Fortunately, too, the sheer efficiency and expertise of the Israelis, flying in from 16 hours away, when contrasted with the relatively slow response and meager capabilities of some other nations, proved a news story that international outlets happened upon by themselves. NBC's Nightly News ran a three-minute feature on the Israeli field hospital, reported by its chief medical correspondent Nancy Snyderman, MD, who termed the Israeli field hospital "the model of medical disaster response." Snyderman highlighted its vital neo-natal intensive-care unit - "that can handle Haiti's most vulnerable" - and showed a young father there keeping watch on his tiny baby, the sole survivor of triplets.

CBS branded the Israeli hospital the "Rolls Royce" of medical installations in Haiti. A BBC report hailed the Israeli rescue efforts. ABC sent a letter of thanks after the Israeli hospital delivered a baby to a woman whom its own reporter, a doctor, had first tried to help himself.

Most awestruck of all was Elizabeth Cohen, a CNN correspondent in Port-au-Prince. On Monday, Cohen came across American doctors at another, hopelessly ill-equipped hospital and heard directly from Dr. Jennifer Furin, from Harvard Medical School, speaking on camera there, that her patients were dying "a slow death from their rotting flesh because the infections are out of control and they need surgery."

"The situation is beyond desperate at this point," said Furin. "Patients were so thankful to have lived through the quake and now they're slowly dying in these hospitals."

Added Furin: "No one except the Israeli hospital has taken any of our patients."

Intrigued, Cohen went to check out the IDF field hospital for herself. "I'm just amazed at what's here. This is like another world compared to the other hospital," she marveled as she walked from Israeli tent to tent. "My God, they have machines here! They have actual operating rooms! It's just amazing!"

Back with Dr. Furin, Cohen asked: "So the Israelis have set up a field hospital. Have the Americans, has the American government, set up a field hospital?"

Furin: "Currently, not yet."

Cohen: "The Israelis came from the other side of the world?!"

Furin, spreading her hands in bafflement: "It's a frustrating thing that I really can't explain."

Another American doctor chipped in: "It makes you almost embarrassed to be an American."

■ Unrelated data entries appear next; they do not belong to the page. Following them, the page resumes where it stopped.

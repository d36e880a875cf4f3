//! Single-line text input used by the host form.

use crate::constants::{BORDER_COLOR, FOCUSED_BORDER_COLOR, PLACEHOLDER_COLOR};
use crate::ui::core::{Action, Component, FormField};
use crossterm::event::{KeyCode, KeyEvent, MouseButton, MouseEvent, MouseEventKind};
use ratatui::{
    layout::Rect,
    style::Style,
    text::{Line, Span},
    widgets::{block::BorderType, Block, Borders, Paragraph},
    Frame,
};

/// Bordered single-line input with a placeholder.
///
/// When `integer_only` is set, only ASCII digits (and a leading minus sign)
/// are accepted.
#[derive(Debug, Clone)]
pub struct TextInput {
    pub field: FormField,
    pub title: String,
    pub placeholder: String,
    pub value: String,
    pub cursor_position: usize,
    pub has_focus: bool,
    pub integer_only: bool,
}

impl TextInput {
    pub fn new(field: FormField, title: &str, placeholder: &str) -> Self {
        Self {
            field,
            title: title.to_string(),
            placeholder: placeholder.to_string(),
            value: String::new(),
            cursor_position: 0,
            has_focus: false,
            integer_only: false,
        }
    }

    pub fn integer(field: FormField, title: &str, placeholder: &str) -> Self {
        Self {
            integer_only: true,
            ..Self::new(field, title, placeholder)
        }
    }

    /// Parsed value of an integer input
    pub fn integer_value(&self) -> Option<i64> {
        self.value.parse().ok()
    }

    fn byte_position(&self) -> usize {
        self.value
            .chars()
            .take(self.cursor_position)
            .map(|ch| ch.len_utf8())
            .sum()
    }

    fn accepts(&self, c: char) -> bool {
        if !self.integer_only {
            return !c.is_control();
        }
        let before_sign = self.cursor_position == 0 && self.value.starts_with('-');
        if before_sign {
            return false;
        }
        c.is_ascii_digit() || (c == '-' && self.cursor_position == 0)
    }
}

impl Component for TextInput {
    fn handle_key_events(&mut self, key: KeyEvent) -> Action {
        if !self.has_focus {
            return Action::None;
        }

        let char_count = self.value.chars().count();
        match key.code {
            KeyCode::Char(c) if self.accepts(c) => {
                let byte_pos = self.byte_position();
                self.value.insert(byte_pos, c);
                self.cursor_position += 1;
                Action::InputChanged(self.field)
            }
            KeyCode::Backspace if self.cursor_position > 0 => {
                self.cursor_position -= 1;
                let byte_pos = self.byte_position();
                self.value.remove(byte_pos);
                Action::InputChanged(self.field)
            }
            KeyCode::Delete if self.cursor_position < char_count => {
                let byte_pos = self.byte_position();
                self.value.remove(byte_pos);
                Action::InputChanged(self.field)
            }
            KeyCode::Left => {
                self.cursor_position = self.cursor_position.saturating_sub(1);
                Action::None
            }
            KeyCode::Right => {
                self.cursor_position = (self.cursor_position + 1).min(char_count);
                Action::None
            }
            KeyCode::Home => {
                self.cursor_position = 0;
                Action::None
            }
            KeyCode::End => {
                self.cursor_position = char_count;
                Action::None
            }
            _ => Action::None,
        }
    }

    fn handle_mouse_events(&mut self, mouse: MouseEvent, area: Rect) -> Action {
        let is_in_area = mouse.column >= area.x
            && mouse.column < area.x + area.width
            && mouse.row >= area.y
            && mouse.row < area.y + area.height;

        match mouse.kind {
            MouseEventKind::Down(MouseButton::Left) if is_in_area && !self.has_focus => Action::FocusField(self.field),
            _ => Action::None,
        }
    }

    fn render(&mut self, f: &mut Frame, rect: Rect) {
        let border_color = if self.has_focus { FOCUSED_BORDER_COLOR } else { BORDER_COLOR };
        let block = Block::default()
            .borders(Borders::ALL)
            .border_type(if self.has_focus { BorderType::Double } else { BorderType::Plain })
            .border_style(Style::default().fg(border_color))
            .title(self.title.as_str());
        let inner = block.inner(rect);

        let line = if self.value.is_empty() && !self.has_focus {
            Line::from(Span::styled(
                self.placeholder.as_str(),
                Style::default().fg(PLACEHOLDER_COLOR),
            ))
        } else {
            Line::from(self.value.as_str())
        };

        f.render_widget(Paragraph::new(line).block(block), rect);

        if self.has_focus && inner.width > 0 {
            let offset = (self.cursor_position as u16).min(inner.width - 1);
            f.set_cursor_position((inner.x + offset, inner.y));
        }
    }

    fn on_focus(&mut self) -> Action {
        self.has_focus = true;
        self.cursor_position = self.value.chars().count();
        Action::None
    }

    fn on_blur(&mut self) -> Action {
        self.has_focus = false;
        Action::None
    }
}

JUST AS there were those who rose up to criticize America for a purported heavy-handed takeover of the Haiti relief effort, there were some, too, who turned on Israel for its response to the disaster.

A few critics within Israel asserted that we had, in the words of one Ynet Internet columnist, "raced to be first" simply to garner PR points, and, "like Everest climbers," had placed our "national flag at the peak to prove that the site has been conquered," but that our rescue effort had been of little real value.

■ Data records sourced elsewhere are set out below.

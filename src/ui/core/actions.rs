/// Outbound notification of a dropdown commit.
///
/// `source` is the name of the emitting widget so the host can tell several
/// dropdowns apart; `value` is the committed option id.
#[derive(Debug, Clone, PartialEq, Eq)]
pub struct SelectionChanged {
    pub source: String,
    pub value: Option<String>,
}

/// Fields of the host form, in tab order
#[derive(Debug, Clone, Copy, PartialEq, Eq, Hash)]
pub enum FormField {
    Username,
    Choice,
    Age,
}

impl FormField {
    /// Explicit tab order of the form
    pub const TAB_ORDER: [FormField; 3] = [FormField::Username, FormField::Choice, FormField::Age];

    pub fn index(self) -> usize {
        match self {
            FormField::Username => 0,
            FormField::Choice => 1,
            FormField::Age => 2,
        }
    }
}

#[derive(Debug, Clone, PartialEq, Eq)]
pub enum Action {
    // Widget notifications
    SelectionChanged(SelectionChanged),
    InputChanged(FormField),

    // Focus navigation
    FocusField(FormField),
    FocusNext,
    FocusPrevious,
    ResetFocus,

    // Form
    Submit,

    // App control
    Quit,
    None,
}

impl Action {
    pub fn is_none(&self) -> bool {
        matches!(self, Action::None)
    }
}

Considerably more perniciously, one T. West from Seattle posted a video on YouTube reiterating the lie of Israeli organ harvesting, and urging Haitians to beware that they not fall victim, which was quickly picked up by anti-Israel Web sites.

Here and abroad, predictably, there were also those who accused Israel of hypocrisy over the disaster, claiming that we rush across the world to save some people while oppressing others on our own doorstep.

This, too, of course, is all part of the familiar Israeli reality - of charge, and counter-charge, and distortion.

We can argue endlessly, and do, about the policies we adopt when grappling with the Palestinians. But there is one thing that our Haiti rescue outreach made emphatically clear, and that the Palestinians might want to ponder: If you're in trouble and you're not trying to kill us, there's no one like the Israelis to help you out.